Task directions:
Among these records, which lines include "collect"? Copy them out.

Input data:
● ● ●
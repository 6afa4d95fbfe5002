mod audit;
mod authorization;
mod security;

use serde::Serialize;

pub use audit::{AuditLogQueryParams, AuditPurgeRequest, AuditPurgeResponse, AuditWindowParams};
pub use authorization::{AuthorizationRequest, CapabilitiesResponse, DecisionResponse};
pub use security::{
    AssignRoleRequest, CreateDelegationRequest, CreateRoleRequest, DelegationListParams,
    DelegationResponse, DuplicateRoleRequest, ExtendDelegationRequest,
    ExtendResourcePermissionRequest, GrantResourcePermissionRequest, MembershipResponse,
    ResourcePermissionListParams, ResourcePermissionResponse, RoleGrantRequest, RoleResponse,
    UpdateRoleRequest,
};

/// Liveness payload.
#[derive(Debug, Serialize)]
pub struct HealthResponse {
    pub status: &'static str,
}
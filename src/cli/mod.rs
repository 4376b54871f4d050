//! CLI interface for levrank
//!
//! Provides argument parsing, persistent configuration and the ranking
//! command itself.

pub mod args;
pub mod commands;
pub mod paths;

pub use args::Cli;
pub use paths::{config_dir, config_file_path, PersistentConfig};
//! Benchmarks for the edit distance engine.
//!
//! Tests various scenarios:
//! - String length variations (short, medium, long)
//! - Similarity patterns (identical, similar, different)
//! - Character sets (ASCII, Unicode)
//! - Common prefix/suffix stripping

use criterion::{black_box, criterion_group, criterion_main, BenchmarkId, Criterion, Throughput};
use levrank::distance::*;

fn generate_test_pairs() -> Vec<(&'static str, &'static str, &'static str)> {
    vec![
        // (name, source, target)
        ("empty", "", ""),
        ("short_identical", "test", "test"),
        ("short_1edit", "test", "best"),
        ("short_different", "abc", "xyz"),
        ("medium_similar", "programming", "programing"),
        ("medium_different", "completely", "different"),
        (
            "long_similar",
            "The quick brown fox jumps over the lazy dog",
            "The quick brown fox jumped over the lazy dog",
        ),
        (
            "long_different",
            "Pack my box with five dozen liquor jugs",
            "How vexingly quick daft zebras jump",
        ),
        ("unicode_short", "café", "cafe"),
        ("unicode_mixed", "Hello 世界", "Hello World"),
        (
            "long_common_prefix",
            "this_is_a_very_long_common_prefix_abc",
            "this_is_a_very_long_common_prefix_xyz",
        ),
        (
            "long_common_suffix",
            "abc_this_is_a_very_long_common_suffix",
            "xyz_this_is_a_very_long_common_suffix",
        ),
    ]
}

fn bench_standard_distance(c: &mut Criterion) {
    let mut group = c.benchmark_group("standard_distance");

    for (name, source, target) in generate_test_pairs() {
        let size = source.len() + target.len();
        group.throughput(Throughput::Bytes(size as u64));

        group.bench_with_input(
            BenchmarkId::from_parameter(name),
            &(source, target),
            |b, &(s, t)| {
                b.iter(|| standard_distance(black_box(s), black_box(t)));
            },
        );
    }

    group.finish();
}

fn bench_char_distance(c: &mut Criterion) {
    let mut group = c.benchmark_group("char_distance");

    for (name, source, target) in generate_test_pairs() {
        let s: Vec<char> = source.chars().collect();
        let t: Vec<char> = target.chars().collect();

        group.bench_with_input(BenchmarkId::from_parameter(name), &(s, t), |b, (s, t)| {
            b.iter(|| char_distance(black_box(s), black_box(t)));
        });
    }

    group.finish();
}

fn bench_string_length_scaling(c: &mut Criterion) {
    let mut group = c.benchmark_group("length_scaling");

    for len in [8, 32, 128, 512] {
        let source: String = "abcdefgh".chars().cycle().take(len).collect();
        let target: String = "hgfedcba".chars().cycle().take(len).collect();

        group.bench_with_input(BenchmarkId::from_parameter(len), &len, |b, _| {
            b.iter(|| standard_distance(black_box(&source), black_box(&target)));
        });
    }

    group.finish();
}

criterion_group!(
    benches,
    bench_standard_distance,
    bench_char_distance,
    bench_string_length_scaling
);
criterion_main!(benches);
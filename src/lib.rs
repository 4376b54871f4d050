//! # levrank
//!
//! Rank lines by Levenshtein edit distance to a query word.
//!
//! Given a query and a corpus of lines, `levrank` returns the corpus sorted
//! from most to least similar, each line annotated with its edit distance or
//! with a normalized similarity score (`1 - distance / max`).
//!
//! Before comparison, lines can be lower-cased and rewritten by an ordered
//! list of substitution rules. Rewriting only affects scoring: the original
//! line is what gets reported.
//!
//! ## Example
//!
//! ```rust
//! use levrank::prelude::*;
//!
//! let corpus = vec!["sitting".to_string(), "kitten".to_string(), "smitten".to_string()];
//! let ranking = Ranker::new(RankOptions::default()).rank("kitten", corpus, None);
//!
//! let best = &ranking.lines()[0];
//! assert_eq!(best.line, "kitten");
//! assert_eq!(best.distance, 0);
//! ```

#![warn(missing_docs)]
#![warn(clippy::all)]

pub mod corpus;
pub mod distance;
pub mod error;
pub mod ranking;
pub mod substitution;

/// Command-line interface: arguments, configuration and command execution
#[cfg(feature = "cli")]
pub mod cli;

/// Common imports for convenient usage
pub mod prelude {
    pub use crate::corpus::{load_corpus, read_lines};
    pub use crate::distance::{char_distance, standard_distance};
    pub use crate::error::RankError;
    pub use crate::ranking::{
        DisplayValue, Query, RankOptions, RankedLine, Ranker, Ranking, Record, DEFAULT_SEPARATOR,
    };
    pub use crate::substitution::{MatchMode, SubstitutionRule, SubstitutionRules};
}
//! Levenshtein distance between two character sequences.
//!
//! The distance is the minimum number of single-character insertions,
//! deletions and substitutions needed to turn one sequence into the other.
//! Transpositions are *not* a single operation (`"ab"` → `"ba"` costs 2).
//!
//! Comparison is per `char` and case-sensitive. Case-folding, if any, is
//! applied by the caller before the strings reach this module.

use smallvec::SmallVec;

/// Char buffer that stays on the stack for typical words and lines.
pub(crate) type CharBuf = SmallVec<[char; 32]>;

/// Strip common prefix and suffix from two char slices.
///
/// Returns `(prefix_len, adjusted_len_a, adjusted_len_b)` where:
/// - `prefix_len`: number of common prefix characters
/// - `adjusted_len_a`: length of `a` minus common prefix/suffix
/// - `adjusted_len_b`: length of `b` minus common prefix/suffix
///
/// Matching affixes never contribute to the edit distance, so the DP only
/// needs to run over the differing core.
#[inline(always)]
pub(crate) fn strip_common_affixes(a: &[char], b: &[char]) -> (usize, usize, usize) {
    let len_a = a.len();
    let len_b = b.len();
    let min_len = len_a.min(len_b);

    let prefix_len = a
        .iter()
        .zip(b.iter())
        .take_while(|(x, y)| x == y)
        .count();

    if prefix_len == min_len {
        // One slice is a prefix of the other
        return (prefix_len, len_a - prefix_len, len_b - prefix_len);
    }

    // Suffix must not overlap the prefix
    let suffix_len = a[prefix_len..]
        .iter()
        .rev()
        .zip(b[prefix_len..].iter().rev())
        .take_while(|(x, y)| x == y)
        .count();

    (
        prefix_len,
        len_a - prefix_len - suffix_len,
        len_b - prefix_len - suffix_len,
    )
}

/// Compute standard Levenshtein distance between two strings.
///
/// # Example
///
/// ```rust
/// use levrank::distance::standard_distance;
///
/// assert_eq!(standard_distance("kitten", "sitting"), 3);
/// assert_eq!(standard_distance("test", "test"), 0);
/// assert_eq!(standard_distance("", "abc"), 3);
/// ```
pub fn standard_distance(source: &str, target: &str) -> usize {
    let source_chars: CharBuf = source.chars().collect();
    let target_chars: CharBuf = target.chars().collect();
    char_distance(&source_chars, &target_chars)
}

/// Compute standard Levenshtein distance between two char slices.
///
/// This is the entry point used by the ranking pipeline, which decodes the
/// query once and reuses it for every candidate.
///
/// Runs in O(|a|·|b|) time and O(min(|a|, |b|)) space: two rolling rows
/// indexed by the shorter input.
pub fn char_distance(a: &[char], b: &[char]) -> usize {
    let (prefix_len, len_a, len_b) = strip_common_affixes(a, b);

    // Edge cases, including identical and empty inputs
    if len_a == 0 {
        return len_b;
    }
    if len_b == 0 {
        return len_a;
    }

    let a = &a[prefix_len..prefix_len + len_a];
    let b = &b[prefix_len..prefix_len + len_b];

    // Distance is symmetric, so the rows can always follow the shorter side.
    let (outer, inner) = if a.len() >= b.len() { (a, b) } else { (b, a) };
    let n = inner.len();

    let mut prev_row: SmallVec<[usize; 32]> = (0..=n).collect();
    let mut curr_row: SmallVec<[usize; 32]> = SmallVec::from_elem(0, n + 1);

    for (i, &oc) in outer.iter().enumerate() {
        curr_row[0] = i + 1;

        for (j, &ic) in inner.iter().enumerate() {
            curr_row[j + 1] = if oc == ic {
                prev_row[j]
            } else {
                1 + prev_row[j + 1] // deletion
                    .min(curr_row[j]) // insertion
                    .min(prev_row[j]) // substitution
            };
        }

        std::mem::swap(&mut prev_row, &mut curr_row);
    }

    prev_row[n]
}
● ● ●
Answer space:
        let s: Vec<char> = source.chars().collect();
        let t: Vec<char> = target.chars().collect();
        let source: String = "abcdefgh".chars().cycle().take(len).collect();
        let target: String = "hgfedcba".chars().cycle().take(len).collect();
    let source_chars: CharBuf = source.chars().collect();
    let target_chars: CharBuf = target.chars().collect();
    let mut prev_row: SmallVec<[usize; 32]> = (0..=n).collect();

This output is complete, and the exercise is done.